**Your objective:** Your answer must be a single number: how many lines in the records below contain the word "spinlock".

**Provided data:**
//! riscv64 (Sv48) architecture support

pub mod context;
pub mod mmu;

pub(crate) use context::{
    context_switch, kernel_thread_trampoline, seed_initial_stack, user_thread_trampoline,
};
pub(crate) use mmu::{flush_tlb_all, invalidate_page, read_page_table_root, write_page_table_root};

use super::IrqFlags;

#[inline]
pub(crate) fn local_irq_save() -> IrqFlags {
    #[cfg(target_os = "none")]
    {
        let enabled = riscv::register::sstatus::read().sie();
        // SAFETY: clearing SIE only masks supervisor interrupts on this
        // hart; the prior state is captured for the matching restore.
        unsafe { riscv::register::sstatus::clear_sie() };
        IrqFlags(enabled)
    }

    #[cfg(not(target_os = "none"))]
    {
        IrqFlags(false)
    }
}

#[inline]
pub(crate) fn local_irq_restore(flags: IrqFlags) {
    #[cfg(target_os = "none")]
    {
        if flags.0 {
            // SAFETY: re-enables supervisor interrupts previously enabled
            // at the matching save.
            unsafe { riscv::register::sstatus::set_sie() };
        }
    }

    #[cfg(not(target_os = "none"))]
    {
        let _ = flags;
    }
}

#[inline]
pub(crate) fn interrupts_enabled() -> bool {
    #[cfg(target_os = "none")]
    {
        riscv::register::sstatus::read().sie()
    }

    #[cfg(not(target_os = "none"))]
    {
        false
    }
}

/// Hart ID, stashed in `tp` by the boot path before Rust runs.
pub(crate) fn hardware_cpu_id() -> u8 {
    #[cfg(target_os = "none")]
    {
        let tp: u64;
        // SAFETY: reading the thread-pointer register has no side effects.
        unsafe { core::arch::asm!("mv {}, tp", out(reg) tp) };
        tp as u8
    }

    #[cfg(not(target_os = "none"))]
    {
        0
    }
}

#[inline]
pub(crate) fn idle_wait() {
    #[cfg(target_os = "none")]
    riscv::asm::wfi();

    #[cfg(not(target_os = "none"))]
    core::hint::spin_loop();
}

/// Post a scheduling IPI via SBI. The SBI glue is outside the core; the
/// baseline leans on the target's timer tick instead.
#[inline]
pub(crate) fn send_schedule_ipi(_cpu: u8) {}
//! riscv64 MMU register access and TLB maintenance (Sv48)

/// Physical address of the active root table, from satp's PPN field.
pub(crate) fn read_page_table_root() -> u64 {
    #[cfg(target_os = "none")]
    {
        (riscv::register::satp::read().ppn() as u64) << 12
    }

    #[cfg(not(target_os = "none"))]
    {
        crate::mm::test_support::fake_root()
    }
}

/// Install a new root table in satp (Sv48 mode) and fence.
///
/// # Safety
///
/// `root_phys` must be the page-aligned physical address of a valid root
/// table that maps the running kernel.
pub(crate) unsafe fn write_page_table_root(root_phys: u64) {
    #[cfg(target_os = "none")]
    {
        // SAFETY: per this function's contract, root_phys names a valid
        // root table mapping the running kernel.
        unsafe {
            riscv::register::satp::set(
                riscv::register::satp::Mode::Sv48,
                0,
                (root_phys >> 12) as usize,
            );
        }
        riscv::asm::sfence_vma_all();
    }

    #[cfg(not(target_os = "none"))]
    {
        crate::mm::test_support::set_fake_root(root_phys);
    }
}

/// `sfence.vma` for one page.
#[inline]
pub(crate) fn invalidate_page(virt: u64) {
    #[cfg(target_os = "none")]
    riscv::asm::sfence_vma(0, virt as usize);

    #[cfg(not(target_os = "none"))]
    {
        let _ = virt;
    }
}

/// Full `sfence.vma`.
#[inline]
pub(crate) fn flush_tlb_all() {
    #[cfg(target_os = "none")]
    riscv::asm::sfence_vma_all();
}
//! Kernel synchronisation primitives

mod spinlock;

pub use spinlock::{SpinLock, SpinLockGuard};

**Solution to the problem:** 2